James "Sonny" Crockett
|James "Sonny" Crockett|
|Miami Vice character|
Don Johnson as Sonny Crockett
|First appearance||Brother's Keeper/Pilot|
|Portrayed by||Don Johnson (series)
Colin Farrell (film)
|Occupation||Metro-Dade Police (series)
Miami-Dade Police (film)
|Family||Jake Crockett (brother, series)|
|Spouse(s)||Caroline (ex-wife, series)
Caitlin Davies (killed in series)
|Children||Billy Crockett (with Caroline)|
|Relatives||Jack Crockett (cousin, series)|
Detective James "Sonny" Crockett is a fictional character in the NBC television series Miami Vice and the 2006 film adaptation. The character is portrayed by Don Johnson in the television series, and Colin Farrell in the film. He was introduced in the Miami Vice pilot in 1984 and appeared in every subsequent episode except the Season 5 episode "Borrasca". The character has also appeared in video games and various popular culture references.

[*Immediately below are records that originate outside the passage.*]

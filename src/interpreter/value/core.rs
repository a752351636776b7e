use std::cmp::Ordering;

use num_complex::Complex64;
use ordered_float::OrderedFloat;

use crate::{error::EvalError, util::num::EvalResult};

/// Represents a runtime value produced by evaluation.
///
/// This enum models the four value shapes that can appear as operands and
/// results: real numbers, complex numbers, ordered arrays and polynomials.
///
/// The tag is significant: arithmetic between two [`Real`](Self::Real)
/// values stays `Real` (the computation runs through complex math and the
/// real component of the result is kept), while any `Complex` operand
/// promotes the result to `Complex`. Comparisons involving a non-`Real`
/// operand compare Euclidean magnitudes rather than components.
#[derive(Debug, Clone, PartialEq)]
pub enum Value {
    /// A real number.
    Real(f64),
    /// A complex number with real and imaginary parts.
    Complex(Complex64),
    /// An ordered list of values. Supports only append (`+`) and
    /// remove-matching-element (`-`); no other arithmetic is defined on it.
    Array(Vec<Self>),
    /// A polynomial, stored as its coefficient list with the constant term
    /// first. Interchangeable with an array of its coefficients for
    /// functions that flatten, but never auto-splatted when passed whole.
    Polynomial(Vec<f64>),
}

impl From<f64> for Value {
    fn from(v: f64) -> Self {
        Self::Real(v)
    }
}

impl From<Complex64> for Value {
    fn from(c: Complex64) -> Self {
        Self::Complex(c)
    }
}

impl From<Vec<Self>> for Value {
    fn from(v: Vec<Self>) -> Self {
        Self::Array(v)
    }
}

impl From<bool> for Value {
    fn from(b: bool) -> Self {
        Self::Real(if b { 1.0 } else { 0.0 })
    }
}

impl Value {
    /// Converts the value to a [`Complex64`] for a computation.
    ///
    /// `Real` values gain a zero imaginary part. Arrays and polynomials
    /// have no complex embedding and are rejected.
    ///
    /// # Errors
    /// Returns [`EvalError::ExpectedReal`] (attributed to `what`) for
    /// arrays and polynomials.
    pub fn as_complex(&self, what: &'static str) -> EvalResult<Complex64> {
        match self {
            Self::Real(r) => Ok(Complex64::new(*r, 0.0)),
            Self::Complex(c) => Ok(*c),
            Self::Array(_) | Self::Polynomial(_) => Err(EvalError::ExpectedReal { what }),
        }
    }

    /// Returns the real component of the value.
    ///
    /// Complex values contribute their real part; arrays and polynomials
    /// contribute `0.0`. This is the lenient projection used by the
    /// real-domain functions when flattening parameter lists.
    #[must_use]
    pub const fn real_component(&self) -> f64 {
        match self {
            Self::Real(r) => *r,
            Self::Complex(c) => c.re,
            Self::Array(_) | Self::Polynomial(_) => 0.0,
        }
    }

    /// Returns the real value, rejecting every other shape.
    ///
    /// The bitwise operators use this: they are undefined for complex and
    /// array operands, so those are an error rather than a silent
    /// truncation.
    ///
    /// # Errors
    /// Returns [`EvalError::ExpectedReal`] unless the value is `Real`.
    pub fn strict_real(&self, what: &'static str) -> EvalResult<f64> {
        match self {
            Self::Real(r) => Ok(*r),
            _ => Err(EvalError::ExpectedReal { what }),
        }
    }

    /// Returns the Euclidean magnitude used by comparisons and `ABS`.
    ///
    /// Arrays and polynomials have zero real and imaginary components and
    /// therefore magnitude zero.
    ///
    /// # Example
    /// ```
    /// use concalc::interpreter::value::core::Value;
    /// use num_complex::Complex64;
    ///
    /// let c = Value::Complex(Complex64::new(3.0, 4.0));
    /// assert_eq!(c.magnitude(), 5.0);
    /// ```
    #[must_use]
    pub fn magnitude(&self) -> f64 {
        match self {
            Self::Real(r) => r.abs(),
            Self::Complex(c) => c.norm(),
            Self::Array(_) | Self::Polynomial(_) => 0.0,
        }
    }

    /// Returns `true` if the value is [`Real`](Self::Real).
    #[must_use]
    pub const fn is_real(&self) -> bool {
        matches!(self, Self::Real(..))
    }

    /// Returns `true` if the value is [`Complex`](Self::Complex).
    #[must_use]
    pub const fn is_complex(&self) -> bool {
        matches!(self, Self::Complex(..))
    }

    /// Returns `true` if the value is [`Array`](Self::Array).
    #[must_use]
    pub const fn is_array(&self) -> bool {
        matches!(self, Self::Array(..))
    }

    /// Returns `true` if the value is [`Polynomial`](Self::Polynomial).
    #[must_use]
    pub const fn is_polynomial(&self) -> bool {
        matches!(self, Self::Polynomial(..))
    }

    /// Tags a computed complex result according to the operands.
    ///
    /// The result is `Real` (keeping the real component) exactly when all
    /// operands were `Real`.
    #[must_use]
    pub fn retag(all_real: bool, z: Complex64) -> Self {
        if all_real {
            Self::Real(z.re)
        } else {
            Self::Complex(z)
        }
    }

    fn promote2(&self, rhs: &Self, what: &'static str) -> EvalResult<(Complex64, Complex64, bool)> {
        let za = self.as_complex(what)?;
        let zb = rhs.as_complex(what)?;
        Ok((za, zb, self.is_real() && rhs.is_real()))
    }

    /// Adds two numeric values. Array append is handled by the `+`
    /// operator before arithmetic is reached.
    ///
    /// # Errors
    /// Returns an error for array or polynomial operands.
    pub fn add(&self, rhs: &Self) -> EvalResult<Self> {
        let (za, zb, real) = self.promote2(rhs, "addition")?;
        Ok(Self::retag(real, za + zb))
    }

    /// Subtracts two numeric values.
    ///
    /// # Errors
    /// Returns an error for array or polynomial operands.
    pub fn sub(&self, rhs: &Self) -> EvalResult<Self> {
        let (za, zb, real) = self.promote2(rhs, "subtraction")?;
        Ok(Self::retag(real, za - zb))
    }

    /// Multiplies two numeric values.
    ///
    /// # Errors
    /// Returns an error for array or polynomial operands.
    pub fn mul(&self, rhs: &Self) -> EvalResult<Self> {
        let (za, zb, real) = self.promote2(rhs, "multiplication")?;
        Ok(Self::retag(real, za * zb))
    }

    /// Divides two numeric values.
    ///
    /// # Errors
    /// Division by exact zero is [`EvalError::DivisionByZero`]; array and
    /// polynomial operands are rejected.
    pub fn div(&self, rhs: &Self) -> EvalResult<Self> {
        let (za, zb, real) = self.promote2(rhs, "division")?;
        if zb.re == 0.0 && zb.im == 0.0 {
            return Err(EvalError::DivisionByZero);
        }
        Ok(Self::retag(real, za / zb))
    }

    /// Computes the remainder over the real components.
    ///
    /// The result is always `Real`.
    ///
    /// # Errors
    /// A zero divisor is [`EvalError::DivisionByZero`]; array and
    /// polynomial operands are rejected.
    pub fn rem(&self, rhs: &Self) -> EvalResult<Self> {
        let a = self.as_complex("remainder")?.re;
        let b = rhs.as_complex("remainder")?.re;
        if b == 0.0 {
            return Err(EvalError::DivisionByZero);
        }
        Ok(Self::Real(a % b))
    }

    /// Raises the value to a power.
    ///
    /// Real base and exponent take an exact real path (integer exponents
    /// use repeated squaring via `powi`, so `2^3^2 == 512` exactly); any
    /// complex operand routes through the complex power function.
    ///
    /// # Errors
    /// Returns an error for array or polynomial operands.
    #[allow(clippy::cast_possible_truncation)]
    pub fn pow(&self, rhs: &Self) -> EvalResult<Self> {
        if let (Self::Real(a), Self::Real(b)) = (self, rhs) {
            let integral = b.fract() == 0.0 && b.abs() <= f64::from(i32::MAX);
            let r = if integral { a.powi(*b as i32) } else { a.powf(*b) };
            return Ok(Self::Real(r));
        }
        let (za, zb, _) = self.promote2(rhs, "exponentiation")?;
        Ok(Self::Complex(za.powc(zb)))
    }

    /// Applies a unary complex map, tagging the result like the operand.
    ///
    /// This is the shared shape of the trigonometric and hyperbolic
    /// functions: compute through complex math, stay `Real` for `Real`
    /// input.
    ///
    /// # Errors
    /// Returns an error for array or polynomial operands.
    pub fn unary(&self,
                 what: &'static str,
                 f: impl FnOnce(Complex64) -> Complex64)
                 -> EvalResult<Self> {
        let z = self.as_complex(what)?;
        Ok(Self::retag(self.is_real(), f(z)))
    }

    /// Orders two values for the comparison operators and `MIN`/`MAX`.
    ///
    /// Two `Real` values compare by numeric value; any other pairing
    /// compares magnitudes.
    ///
    /// # Example
    /// ```
    /// use std::cmp::Ordering;
    ///
    /// use concalc::interpreter::value::core::Value;
    /// use num_complex::Complex64;
    ///
    /// let a = Value::Real(-5.0);
    /// let b = Value::Complex(Complex64::new(3.0, 4.0));
    /// // a mixed pairing compares magnitudes: |-5| == |3+4i| == 5
    /// assert_eq!(a.compare(&b), Ordering::Equal);
    /// ```
    #[must_use]
    pub fn compare(&self, other: &Self) -> Ordering {
        if let (Self::Real(a), Self::Real(b)) = (self, other) {
            OrderedFloat(*a).cmp(&OrderedFloat(*b))
        } else {
            OrderedFloat(self.magnitude()).cmp(&OrderedFloat(other.magnitude()))
        }
    }

    /// Tests numeric equality with the same rule as [`compare`](Self::compare).
    #[must_use]
    pub fn eq_numeric(&self, other: &Self) -> bool {
        if let (Self::Real(a), Self::Real(b)) = (self, other) {
            a == b
        } else {
            self.magnitude() == other.magnitude()
        }
    }

    /// Normalizes a final evaluation result.
    ///
    /// Collapses negative zero to zero componentwise and recurses into
    /// arrays. Applied once at the end of a full evaluation, not after
    /// every sub-operation.
    #[must_use]
    pub fn normalize(self) -> Self {
        fn clean(v: f64) -> f64 {
            if v == 0.0 {
                0.0
            } else {
                v
            }
        }

        match self {
            Self::Real(r) => Self::Real(clean(r)),
            Self::Complex(c) => Self::Complex(Complex64::new(clean(c.re), clean(c.im))),
            Self::Array(items) => {
                Self::Array(items.into_iter().map(Self::normalize).collect())
            },
            Self::Polynomial(coeffs) => {
                Self::Polynomial(coeffs.into_iter().map(clean).collect())
            },
        }
    }
}

impl std::fmt::Display for Value {
    fn fmt(&self, f: &mut std::fmt::Formatter<'_>) -> std::fmt::Result {
        match self {
            Self::Real(r) => write!(f, "{r}"),
            Self::Complex(c) => match (c.re, c.im) {
                (0.0, 0.0) => write!(f, "0"),
                (re, 0.0) => write!(f, "{re}"),
                (0.0, im) => write!(f, "{im}i"),
                (re, im) if im > 0.0 => write!(f, "{re} + {im}i"),
                (re, im) => write!(f, "{re} - {}i", -im),
            },
            Self::Array(items) => {
                write!(f, "[")?;
                for (index, value) in items.iter().enumerate() {
                    if index > 0 {
                        write!(f, ", ")?;
                    }
                    write!(f, "{value}")?;
                }
                write!(f, "]")
            },
            Self::Polynomial(coeffs) => {
                let mut first = true;
                for (degree, c) in coeffs.iter().enumerate() {
                    if *c == 0.0 && coeffs.len() > 1 {
                        continue;
                    }
                    if !first {
                        write!(f, " + ")?;
                    }
                    match degree {
                        0 => write!(f, "{c}")?,
                        1 => write!(f, "{c} x")?,
                        _ => write!(f, "{c} x^{degree}")?,
                    }
                    first = false;
                }
                if first {
                    write!(f, "0")?;
                }
                Ok(())
            },
        }
    }
}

James Crockett (Born,July 29,1953), more commonly known as Sonny Crockett, is a former University of Florida Gators football star who had sustained an injury which put an end to his sports career. He served two tours in Vietnam – or as he calls it, the "Southeast Asia Conference". He first appears in the pilot episode of Miami Vice (1984) as an undercover vice cop on the trail of a Colombian drug lord. While undercover he meets Ricardo "Rico" Tubbs (Philip Michael Thomas), an NYPD undercover officer, who too is on the trail of a drug dealer and cop killer, Calderone (Miguel Pinero).
Calderone and "the Colombian" are the same person. Crockett and Tubbs both go undercover as Sonny Burnett and Rico Cooper respectively, trying to get closer to Calderone. They are successful and in the end capture him. Just as they go to see him in jail, Calderone makes his $2 million bail and is on his way out of the country. Crockett promises Tubbs that they will get him, but as reconciliation asks him if he is interested in a career in Southern Law Enforcement. There begins their new partnership as Vice Cops for the Metro-Dade Police Department (now Miami-Dade Police Department).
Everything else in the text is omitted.